• _PROBLEM REQUIREMENTS_: Would you repeat all of the records underneath, exactly as written?

• _RECORDS SUPPLIED_:
//! CLI command parsing and execution.

pub mod repl;

use clap::{Parser, Subcommand};

use crate::core::DrugTag;
use crate::core::Mode;
use crate::core::transcript::TranscriptFormat;

/// medchat - medication consultation and a companion to talk to.
#[derive(Parser)]
#[command(name = "medchat")]
#[command(about = "Medication consultation and emotional-support chat")]
#[command(version)]
#[command(propagate_version = true)]
pub struct Cli {
    /// Increase logging verbosity.
    #[arg(short, long, action = clap::ArgAction::Count, global = true)]
    pub verbose: u8,

    /// Keep the conversation in memory only.
    #[arg(long, global = true)]
    pub ephemeral: bool,

    #[command(subcommand)]
    pub command: Option<Commands>,
}

#[derive(Subcommand)]
pub enum Commands {
    /// Send one message and print the reply.
    #[command(visible_alias = "a")]
    Ask {
        /// The message to send.
        text: String,

        /// Mode to ask in (defaults to the saved mode).
        #[arg(short, long)]
        mode: Option<Mode>,

        /// Attach a drug as `name(ingredient)`. Repeatable.
        #[arg(short, long = "drug", value_name = "NAME(INGREDIENT)")]
        drugs: Vec<DrugTag>,
    },

    /// Start the interactive chat (default).
    Chat,

    /// Print the conversation so far.
    History {
        /// Output format (text, json or markdown).
        #[arg(short, long, default_value = "text")]
        format: TranscriptFormat,

        /// Output file path (stdout if not specified).
        #[arg(short, long)]
        output: Option<String>,
    },

    /// Delete the conversation and the assistant thread.
    Reset {
        /// Skip the confirmation prompt.
        #[arg(short, long)]
        yes: bool,
    },

    /// Show or set the default mode.
    Mode {
        /// Mode to switch to.
        mode: Option<Mode>,
    },

    /// Manage the health profile.
    Profile {
        #[command(subcommand)]
        command: ProfileCommands,
    },

    /// Manage configuration.
    Config {
        #[command(subcommand)]
        command: ConfigCommands,
    },
}

#[derive(Subcommand)]
pub enum ProfileCommands {
    /// Show the saved profile.
    Show,

    /// Update profile fields. Omitted fields keep their value.
    Set {
        #[arg(long)]
        age: Option<String>,

        #[arg(long)]
        gender: Option<String>,

        /// Underlying conditions.
        #[arg(long)]
        conditions: Option<String>,

        /// Medications currently taken.
        #[arg(long)]
        medications: Option<String>,
    },
}

#[derive(Subcommand)]
pub enum ConfigCommands {
    /// Show the current configuration.
    Show,

    /// Show the configuration file path.
    Path,
}
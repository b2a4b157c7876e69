//! Companion persona: the voice used in emotional-support mode.

use serde::{Deserialize, Serialize};

/// Who the companion is and how it speaks.
#[derive(Debug, Clone, PartialEq, Eq, Serialize, Deserialize)]
pub struct Persona {
    /// Display name for the persona.
    pub name: String,

    /// Personality description (e.g., "Warm, patient, never judgemental").
    #[serde(default)]
    pub personality: Option<String>,

    /// Reply language the persona should stick to.
    #[serde(default)]
    pub language: Option<String>,

    /// System prompt content. Replaces the generated preamble when set.
    #[serde(default)]
    pub system_prompt: Option<String>,
}

impl Default for Persona {
    fn default() -> Self {
        Self::maeumi()
    }
}

impl Persona {
    /// The default counsellor persona.
    #[must_use]
    pub fn maeumi() -> Self {
        Self {
            name: "Maeumi".to_string(),
            personality: Some("Warm, gentle and deeply empathetic".to_string()),
            language: None,
            system_prompt: Some(
                "You are Maeumi, a warm counsellor who comforts the user and empathises with them. \
                 Listen closely to what they share and answer in a calm, reassuring tone. \
                 Keep every reply kind and gentle."
                    .to_string(),
            ),
        }
    }

    /// Build the system instruction that opens every companion request.
    #[must_use]
    pub fn build_system_prompt(&self) -> String {
        let mut parts = Vec::new();

        if let Some(ref prompt) = self.system_prompt {
            parts.push(prompt.clone());
        } else {
            parts.push(format!(
                "You are {}, a counsellor who listens and comforts.",
                self.name
            ));
            if let Some(ref personality) = self.personality {
                parts.push(format!("Your personality: {personality}."));
            }
        }

        if let Some(ref language) = self.language {
            parts.push(format!("Always reply in {language}."));
        }

        parts.join(" ")
    }
}

#[cfg(test)]
mod tests {
    use super::*;

    #[test]
    fn default_persona_uses_its_prompt() {
        let persona = Persona::default();
        assert_eq!(persona.name, "Maeumi");
        assert!(persona.build_system_prompt().starts_with("You are Maeumi"));
    }

    #[test]
    fn generated_prompt_includes_personality_and_language() {
        let persona = Persona {
            name: "Sol".to_string(),
            personality: Some("Cheerful".to_string()),
            language: Some("Korean".to_string()),
            system_prompt: None,
        };
        let prompt = persona.build_system_prompt();
        assert!(prompt.starts_with("You are Sol"));
        assert!(prompt.contains("Your personality: Cheerful."));
        assert!(prompt.ends_with("Always reply in Korean."));
    }

    #[test]
    fn persona_parses_from_toml() {
        let persona: Persona = toml::from_str(
            r#"
name = "Haru"
system_prompt = "Be brief."
"#,
        )
        .unwrap();
        assert_eq!(persona.build_system_prompt(), "Be brief.");
    }
}
//! Conversation messages as they are persisted in the local store.

use std::fmt;
use std::str::FromStr;

use chrono::{DateTime, Utc};
use serde::{Deserialize, Serialize};

/// Message role.
#[derive(Debug, Clone, Copy, PartialEq, Eq, Hash, Serialize, Deserialize)]
#[serde(rename_all = "lowercase")]
pub enum Role {
    System,
    User,
    Assistant,
}

impl Role {
    /// Wire and storage representation.
    #[must_use]
    pub const fn as_str(self) -> &'static str {
        match self {
            Self::System => "system",
            Self::User => "user",
            Self::Assistant => "assistant",
        }
    }
}

impl fmt::Display for Role {
    fn fmt(&self, f: &mut fmt::Formatter<'_>) -> fmt::Result {
        f.write_str(self.as_str())
    }
}

impl FromStr for Role {
    type Err = String;

    fn from_str(s: &str) -> Result<Self, Self::Err> {
        match s {
            "system" => Ok(Self::System),
            "user" => Ok(Self::User),
            "assistant" => Ok(Self::Assistant),
            other => Err(format!("unknown role '{other}'")),
        }
    }
}

/// A single conversational turn.
///
/// Messages are immutable once created. The store owns them; callers only
/// ever receive copies.
#[derive(Debug, Clone, PartialEq, Eq, Serialize, Deserialize)]
pub struct Message {
    /// Who produced the message.
    pub role: Role,

    /// Message text.
    pub content: String,

    /// Creation time.
    pub timestamp: DateTime<Utc>,
}

impl Message {
    /// Create a message stamped with the current time.
    #[must_use]
    pub fn new(role: Role, content: impl Into<String>) -> Self {
        Self {
            role,
            content: content.into(),
            timestamp: Utc::now(),
        }
    }

    /// Create a user message.
    #[must_use]
    pub fn user(content: impl Into<String>) -> Self {
        Self::new(Role::User, content)
    }

    /// Create an assistant message.
    #[must_use]
    pub fn assistant(content: impl Into<String>) -> Self {
        Self::new(Role::Assistant, content)
    }
}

• _SOLUTION TO THIS TASK_:
//! CLI command parsing and execution.

pub mod repl;

use clap::{Parser, Subcommand};

use crate::core::DrugTag;
use crate::core::Mode;
use crate::core::transcript::TranscriptFormat;

/// medchat - medication consultation and a companion to talk to.
#[derive(Parser)]
#[command(name = "medchat")]
#[command(about = "Medication consultation and emotional-support chat")]
#[command(version)]
#[command(propagate_version = true)]
pub struct Cli {
    /// Increase logging verbosity.
    #[arg(short, long, action = clap::ArgAction::Count, global = true)]
    pub verbose: u8,

    /// Keep the conversation in memory only.
    #[arg(long, global = true)]
    pub ephemeral: bool,

    #[command(subcommand)]
    pub command: Option<Commands>,
}

#[derive(Subcommand)]
pub enum Commands {
    /// Send one message and print the reply.
    #[command(visible_alias = "a")]
    Ask {
        /// The message to send.
        text: String,

        /// Mode to ask in (defaults to the saved mode).
        #[arg(short, long)]
        mode: Option<Mode>,

        /// Attach a drug as `name(ingredient)`. Repeatable.
        #[arg(short, long = "drug", value_name = "NAME(INGREDIENT)")]
        drugs: Vec<DrugTag>,
    },

    /// Start the interactive chat (default).
    Chat,

    /// Print the conversation so far.
    History {
        /// Output format (text, json or markdown).
        #[arg(short, long, default_value = "text")]
        format: TranscriptFormat,

        /// Output file path (stdout if not specified).
        #[arg(short, long)]
        output: Option<String>,
    },

    /// Delete the conversation and the assistant thread.
    Reset {
        /// Skip the confirmation prompt.
        #[arg(short, long)]
        yes: bool,
    },

    /// Show or set the default mode.
    Mode {
        /// Mode to switch to.
        mode: Option<Mode>,
    },

    /// Manage the health profile.
    Profile {
        #[command(subcommand)]
        command: ProfileCommands,
    },

    /// Manage configuration.
    Config {
        #[command(subcommand)]
        command: ConfigCommands,
    },
}

#[derive(Subcommand)]
pub enum ProfileCommands {
    /// Show the saved profile.
    Show,

    /// Update profile fields. Omitted fields keep their value.
    Set {
        #[arg(long)]
        age: Option<String>,

        #[arg(long)]
        gender: Option<String>,

        /// Underlying conditions.
        #[arg(long)]
        conditions: Option<String>,

        /// Medications currently taken.
        #[arg(long)]
        medications: Option<String>,
    },
}

#[derive(Subcommand)]
pub enum ConfigCommands {
    /// Show the current configuration.
    Show,

    /// Show the configuration file path.
    Path,
}
repository b2a4b157c7876e69
//! Companion persona: the voice used in emotional-support mode.

use serde::{Deserialize, Serialize};

/// Who the companion is and how it speaks.
#[derive(Debug, Clone, PartialEq, Eq, Serialize, Deserialize)]
pub struct Persona {
    /// Display name for the persona.
    pub name: String,

    /// Personality description (e.g., "Warm, patient, never judgemental").
    #[serde(default)]
    pub personality: Option<String>,

    /// Reply language the persona should stick to.
    #[serde(default)]
    pub language: Option<String>,

    /// System prompt content. Replaces the generated preamble when set.
    #[serde(default)]
    pub system_prompt: Option<String>,
}

impl Default for Persona {
    fn default() -> Self {
        Self::maeumi()
    }
}

impl Persona {
    /// The default counsellor persona.
    #[must_use]
    pub fn maeumi() -> Self {
        Self {
            name: "Maeumi".to_string(),
            personality: Some("Warm, gentle and deeply empathetic".to_string()),
            language: None,
            system_prompt: Some(
                "You are Maeumi, a warm counsellor who comforts the user and empathises with them. \
                 Listen closely to what they share and answer in a calm, reassuring tone. \
                 Keep every reply kind and gentle."
                    .to_string(),
            ),
        }
    }

    /// Build the system instruction that opens every companion request.
    #[must_use]
    pub fn build_system_prompt(&self) -> String {
        let mut parts = Vec::new();

        if let Some(ref prompt) = self.system_prompt {
            parts.push(prompt.clone());
        } else {
            parts.push(format!(
                "You are {}, a counsellor who listens and comforts.",
                self.name
            ));
            if let Some(ref personality) = self.personality {
                parts.push(format!("Your personality: {personality}."));
            }
        }

        if let Some(ref language) = self.language {
            parts.push(format!("Always reply in {language}."));
        }

        parts.join(" ")
    }
}

#[cfg(test)]
mod tests {
    use super::*;

    #[test]
    fn default_persona_uses_its_prompt() {
        let persona = Persona::default();
        assert_eq!(persona.name, "Maeumi");
        assert!(persona.build_system_prompt().starts_with("You are Maeumi"));
    }

    #[test]
    fn generated_prompt_includes_personality_and_language() {
        let persona = Persona {
            name: "Sol".to_string(),
            personality: Some("Cheerful".to_string()),
            language: Some("Korean".to_string()),
            system_prompt: None,
        };
        let prompt = persona.build_system_prompt();
        assert!(prompt.starts_with("You are Sol"));
        assert!(prompt.contains("Your personality: Cheerful."));
        assert!(prompt.ends_with("Always reply in Korean."));
    }

    #[test]
    fn persona_parses_from_toml() {
        let persona: Persona = toml::from_str(
            r#"
name = "Haru"
system_prompt = "Be brief."
"#,
        )
        .unwrap();
        assert_eq!(persona.build_system_prompt(), "Be brief.");
    }
}
//! Conversation messages as they are persisted in the local store.

use std::fmt;
use std::str::FromStr;

use chrono::{DateTime, Utc};
use serde::{Deserialize, Serialize};

/// Message role.
#[derive(Debug, Clone, Copy, PartialEq, Eq, Hash, Serialize, Deserialize)]
#[serde(rename_all = "lowercase")]
pub enum Role {
    System,
    User,
    Assistant,
}

impl Role {
    /// Wire and storage representation.
    #[must_use]
    pub const fn as_str(self) -> &'static str {
        match self {
            Self::System => "system",
            Self::User => "user",
            Self::Assistant => "assistant",
        }
    }
}

impl fmt::Display for Role {
    fn fmt(&self, f: &mut fmt::Formatter<'_>) -> fmt::Result {
        f.write_str(self.as_str())
    }
}

impl FromStr for Role {
    type Err = String;

    fn from_str(s: &str) -> Result<Self, Self::Err> {
        match s {
            "system" => Ok(Self::System),
            "user" => Ok(Self::User),
            "assistant" => Ok(Self::Assistant),
            other => Err(format!("unknown role '{other}'")),
        }
    }
}

/// A single conversational turn.
///
/// Messages are immutable once created. The store owns them; callers only
/// ever receive copies.
#[derive(Debug, Clone, PartialEq, Eq, Serialize, Deserialize)]
pub struct Message {
    /// Who produced the message.
    pub role: Role,

    /// Message text.
    pub content: String,

    /// Creation time.
    pub timestamp: DateTime<Utc>,
}

impl Message {
    /// Create a message stamped with the current time.
    #[must_use]
    pub fn new(role: Role, content: impl Into<String>) -> Self {
        Self {
            role,
            content: content.into(),
            timestamp: Utc::now(),
        }
    }

    /// Create a user message.
    #[must_use]
    pub fn user(content: impl Into<String>) -> Self {
        Self::new(Role::User, content)
    }

    /// Create an assistant message.
    #[must_use]
    pub fn assistant(content: impl Into<String>) -> Self {
        Self::new(Role::Assistant, content)
    }
}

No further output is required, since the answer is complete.